= DATASET RECORDS =
//! Domain records for drones, medications and the audit trail

use chrono::{DateTime, Utc};
use serde::{Deserialize, Serialize};
use std::fmt;
use std::str::FromStr;
use uuid::Uuid;

use crate::error::DispatchError;
use crate::limits;

pub type DroneId = Uuid;
pub type MedicationId = Uuid;
pub type AuditId = Uuid;

/// Weight class of a drone. The class carries no numeric limit of its own;
/// the limit is the drone's `weight_limit`.
#[derive(Debug, Clone, Copy, PartialEq, Eq, Hash, Serialize, Deserialize)]
pub enum DroneModel {
    Lightweight,
    Middleweight,
    Cruiserweight,
    Heavyweight,
}

impl DroneModel {
    pub const ALL: [DroneModel; 4] = [
        DroneModel::Lightweight,
        DroneModel::Middleweight,
        DroneModel::Cruiserweight,
        DroneModel::Heavyweight,
    ];

    pub fn as_str(&self) -> &'static str {
        match self {
            DroneModel::Lightweight => "Lightweight",
            DroneModel::Middleweight => "Middleweight",
            DroneModel::Cruiserweight => "Cruiserweight",
            DroneModel::Heavyweight => "Heavyweight",
        }
    }
}

impl fmt::Display for DroneModel {
    fn fmt(&self, f: &mut fmt::Formatter<'_>) -> fmt::Result {
        f.write_str(self.as_str())
    }
}

impl FromStr for DroneModel {
    type Err = DispatchError;

    /// Model names are matched case-insensitively
    fn from_str(s: &str) -> Result<Self, Self::Err> {
        DroneModel::ALL
            .into_iter()
            .find(|m| m.as_str().eq_ignore_ascii_case(s.trim()))
            .ok_or_else(|| DispatchError::Validation(format!("unknown drone model: {s:?}")))
    }
}

/// Delivery lifecycle state
#[derive(Debug, Clone, Copy, PartialEq, Eq, Hash, Serialize, Deserialize)]
#[serde(rename_all = "SCREAMING_SNAKE_CASE")]
pub enum DroneState {
    Idle,
    Loading,
    Loaded,
    Delivering,
    Delivered,
    Returning,
}

impl DroneState {
    pub const ALL: [DroneState; 6] = [
        DroneState::Idle,
        DroneState::Loading,
        DroneState::Loaded,
        DroneState::Delivering,
        DroneState::Delivered,
        DroneState::Returning,
    ];

    pub fn as_str(&self) -> &'static str {
        match self {
            DroneState::Idle => "IDLE",
            DroneState::Loading => "LOADING",
            DroneState::Loaded => "LOADED",
            DroneState::Delivering => "DELIVERING",
            DroneState::Delivered => "DELIVERED",
            DroneState::Returning => "RETURNING",
        }
    }

    /// States in which a drone may carry medications
    pub fn holds_payload(&self) -> bool {
        matches!(
            self,
            DroneState::Loading | DroneState::Loaded | DroneState::Delivering
        )
    }
}

impl fmt::Display for DroneState {
    fn fmt(&self, f: &mut fmt::Formatter<'_>) -> fmt::Result {
        f.write_str(self.as_str())
    }
}

impl FromStr for DroneState {
    type Err = DispatchError;

    fn from_str(s: &str) -> Result<Self, Self::Err> {
        DroneState::ALL
            .into_iter()
            .find(|st| st.as_str().eq_ignore_ascii_case(s.trim()))
            .ok_or_else(|| DispatchError::Validation(format!("unknown drone state: {s:?}")))
    }
}

/// A catalog item that can be loaded onto a drone
#[derive(Debug, Clone, PartialEq, Serialize, Deserialize)]
#[serde(rename_all = "camelCase")]
pub struct Medication {
    pub id: MedicationId,
    pub name: String,
    /// Grams
    pub weight: u32,
    pub code: String,
    pub image: Option<String>,
}

/// A fleet unit
#[derive(Debug, Clone, PartialEq, Serialize, Deserialize)]
#[serde(rename_all = "camelCase")]
pub struct Drone {
    pub id: DroneId,
    pub serial_number: String,
    pub model: DroneModel,
    /// Grams, 0..=500
    pub weight_limit: u32,
    /// Percent, 0..=100
    pub battery_capacity: u8,
    pub state: DroneState,
    pub medications: Vec<Medication>,
}

impl Drone {
    /// Total weight of the loaded medications in grams
    pub fn payload_weight(&self) -> u64 {
        self.medications.iter().map(|m| u64::from(m.weight)).sum()
    }

    /// Idle and charged enough to take a load
    pub fn is_available(&self) -> bool {
        self.state == DroneState::Idle
            && self.battery_capacity >= limits::MIN_LOAD_BATTERY_PERCENT
    }
}

/// Registration request
#[derive(Debug, Clone, Deserialize)]
#[serde(rename_all = "camelCase")]
pub struct NewDrone {
    pub serial_number: String,
    pub model: String,
    pub weight_limit: u32,
    pub battery_capacity: u8,
    /// Ignored: registered drones always start IDLE
    #[serde(default)]
    pub state: Option<DroneState>,
}

impl NewDrone {
    pub fn new(
        serial_number: impl Into<String>,
        model: impl Into<String>,
        weight_limit: u32,
        battery_capacity: u8,
    ) -> Self {
        Self {
            serial_number: serial_number.into(),
            model: model.into(),
            weight_limit,
            battery_capacity,
            state: None,
        }
    }

    /// Check field ranges and build the IDLE drone this request describes.
    /// Serial uniqueness is enforced by the store.
    pub fn validate(&self) -> Result<Drone, DispatchError> {
        let serial = self.serial_number.trim();
        if serial.is_empty() {
            return Err(DispatchError::Validation("serial number must not be empty".into()));
        }
        if serial.chars().count() > limits::MAX_SERIAL_LEN {
            return Err(DispatchError::Validation(format!(
                "serial number longer than {} characters",
                limits::MAX_SERIAL_LEN
            )));
        }
        let model: DroneModel = self.model.parse()?;
        if self.weight_limit > limits::MAX_WEIGHT_LIMIT_GRAMS {
            return Err(DispatchError::Validation(format!(
                "weight limit {}g exceeds {}g",
                self.weight_limit,
                limits::MAX_WEIGHT_LIMIT_GRAMS
            )));
        }
        if self.battery_capacity > limits::MAX_BATTERY_PERCENT {
            return Err(DispatchError::Validation(format!(
                "battery capacity {}% out of range",
                self.battery_capacity
            )));
        }

        Ok(Drone {
            id: Uuid::new_v4(),
            serial_number: serial.to_string(),
            model,
            weight_limit: self.weight_limit,
            battery_capacity: self.battery_capacity,
            state: DroneState::Idle,
            medications: Vec::new(),
        })
    }
}

/// Catalog insert request
#[derive(Debug, Clone, Deserialize)]
#[serde(rename_all = "camelCase")]
pub struct NewMedication {
    pub name: String,
    pub weight: u32,
    pub code: String,
    #[serde(default)]
    pub image: Option<String>,
}

impl NewMedication {
    pub fn new(name: impl Into<String>, weight: u32, code: impl Into<String>) -> Self {
        Self {
            name: name.into(),
            weight,
            code: code.into(),
            image: None,
        }
    }

    pub fn with_image(mut self, image: impl Into<String>) -> Self {
        self.image = Some(image.into());
        self
    }

    /// Check name and code formats and build the record
    pub fn validate(&self) -> Result<Medication, DispatchError> {
        let name_ok = |c: char| c.is_ascii_alphanumeric() || c == '_' || c == '-';
        let code_ok = |c: char| c.is_ascii_uppercase() || c.is_ascii_digit() || c == '_';

        if self.name.is_empty()
            || self.name.len() > limits::MAX_MEDICATION_FIELD_LEN
            || !self.name.chars().all(name_ok)
        {
            return Err(DispatchError::Validation(format!(
                "invalid medication name: {:?}",
                self.name
            )));
        }
        if self.code.is_empty()
            || self.code.len() > limits::MAX_MEDICATION_FIELD_LEN
            || !self.code.chars().all(code_ok)
        {
            return Err(DispatchError::Validation(format!(
                "invalid medication code: {:?}",
                self.code
            )));
        }

        Ok(Medication {
            id: Uuid::new_v4(),
            name: self.name.clone(),
            weight: self.weight,
            code: self.code.clone(),
            image: self.image.clone(),
        })
    }
}

/// Explicit update request. A battery edit is a plain field write; a state
/// target is routed to the matching lifecycle operation.
#[derive(Debug, Clone, Copy, PartialEq, Eq, Serialize, Deserialize)]
#[serde(tag = "kind", content = "value", rename_all = "camelCase")]
pub enum DronePatch {
    Battery(u8),
    State(DroneState),
}

#[derive(Debug, Clone, Copy, PartialEq, Eq, Serialize, Deserialize)]
#[serde(rename_all = "SCREAMING_SNAKE_CASE")]
pub enum AuditEventType {
    StateChange,
    BatteryCheck,
}

/// Event payload, serialized as `{toState}`, `{from, to}` or `{batteryLevel}`
#[derive(Debug, Clone, PartialEq, Eq, Serialize, Deserialize)]
#[serde(untagged, rename_all_fields = "camelCase")]
pub enum AuditMetadata {
    Transition { from: DroneState, to: DroneState },
    Registered { to_state: DroneState },
    Battery { battery_level: u8 },
}

/// Immutable audit record owned by a drone
#[derive(Debug, Clone, PartialEq, Serialize, Deserialize)]
#[serde(rename_all = "camelCase")]
pub struct AuditEntry {
    pub id: AuditId,
    pub drone_id: DroneId,
    pub event_type: AuditEventType,
    pub metadata: AuditMetadata,
    pub created_at: DateTime<Utc>,
}

impl AuditEntry {
    fn new(drone_id: DroneId, event_type: AuditEventType, metadata: AuditMetadata) -> Self {
        Self {
            id: Uuid::new_v4(),
            drone_id,
            event_type,
            metadata,
            created_at: crate::now(),
        }
    }

    pub fn registered(drone_id: DroneId) -> Self {
        Self::new(
            drone_id,
            AuditEventType::StateChange,
            AuditMetadata::Registered { to_state: DroneState::Idle },
        )
    }

    pub fn state_change(drone_id: DroneId, from: DroneState, to: DroneState) -> Self {
        Self::new(
            drone_id,
            AuditEventType::StateChange,
            AuditMetadata::Transition { from, to },
        )
    }

    pub fn battery_check(drone_id: DroneId, battery_level: u8) -> Self {
        Self::new(
            drone_id,
            AuditEventType::BatteryCheck,
            AuditMetadata::Battery { battery_level },
        )
    }
}

#[cfg(test)]
mod tests {
    use super::*;

    #[test]
    fn test_model_parse_is_case_insensitive() {
        assert_eq!("lightweight".parse::<DroneModel>().unwrap(), DroneModel::Lightweight);
        assert_eq!("HEAVYWEIGHT".parse::<DroneModel>().unwrap(), DroneModel::Heavyweight);
        assert!(matches!(
            "featherweight".parse::<DroneModel>(),
            Err(DispatchError::Validation(_))
        ));
    }

    #[test]
    fn test_new_drone_forces_idle() {
        let mut req = NewDrone::new("SN-1", "Middleweight", 200, 80);
        req.state = Some(DroneState::Delivering);
        let drone = req.validate().unwrap();
        assert_eq!(drone.state, DroneState::Idle);
        assert!(drone.medications.is_empty());
    }

    #[test]
    fn test_new_drone_range_checks() {
        assert!(NewDrone::new("SN-1", "Lightweight", 501, 50).validate().is_err());
        assert!(NewDrone::new("SN-1", "Lightweight", 500, 101).validate().is_err());
        assert!(NewDrone::new("   ", "Lightweight", 100, 50).validate().is_err());
        assert!(NewDrone::new("x".repeat(101), "Lightweight", 100, 50).validate().is_err());
        assert!(NewDrone::new("SN-1", "Lightweight", 500, 100).validate().is_ok());
    }

    #[test]
    fn test_medication_formats() {
        assert!(NewMedication::new("Ibuprofen-200", 20, "IBUP_003").validate().is_ok());
        assert!(NewMedication::new("bad name", 20, "IBUP_003").validate().is_err());
        assert!(NewMedication::new("IBUPROFEN", 20, "ibup_003").validate().is_err());
        assert!(NewMedication::new("IBUPROFEN", 20, "").validate().is_err());
    }

    #[test]
    fn test_metadata_shapes() {
        let id = Uuid::new_v4();

        let entry = AuditEntry::registered(id);
        assert_eq!(
            serde_json::to_value(&entry.metadata).unwrap(),
            serde_json::json!({ "toState": "IDLE" })
        );

        let entry = AuditEntry::state_change(id, DroneState::Idle, DroneState::Loading);
        assert_eq!(
            serde_json::to_value(&entry.metadata).unwrap(),
            serde_json::json!({ "from": "IDLE", "to": "LOADING" })
        );

        let entry = AuditEntry::battery_check(id, 42);
        assert_eq!(entry.event_type, AuditEventType::BatteryCheck);
        assert_eq!(
            serde_json::to_value(&entry.metadata).unwrap(),
            serde_json::json!({ "batteryLevel": 42 })
        );
    }

    #[test]
    fn test_availability() {
        let mut drone = NewDrone::new("SN-1", "Lightweight", 100, 25).validate().unwrap();
        assert!(drone.is_available());
        drone.battery_capacity = 24;
        assert!(!drone.is_available());
        drone.battery_capacity = 90;
        drone.state = DroneState::Loaded;
        assert!(!drone.is_available());
    }
}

= TASK OBJECTIVE =
Take each line above that contains "toState" and copy it out.

= SOLUTION TO THIS EXERCISE =
/// Event payload, serialized as `{toState}`, `{from, to}` or `{batteryLevel}`
            serde_json::json!({ "toState": "IDLE" })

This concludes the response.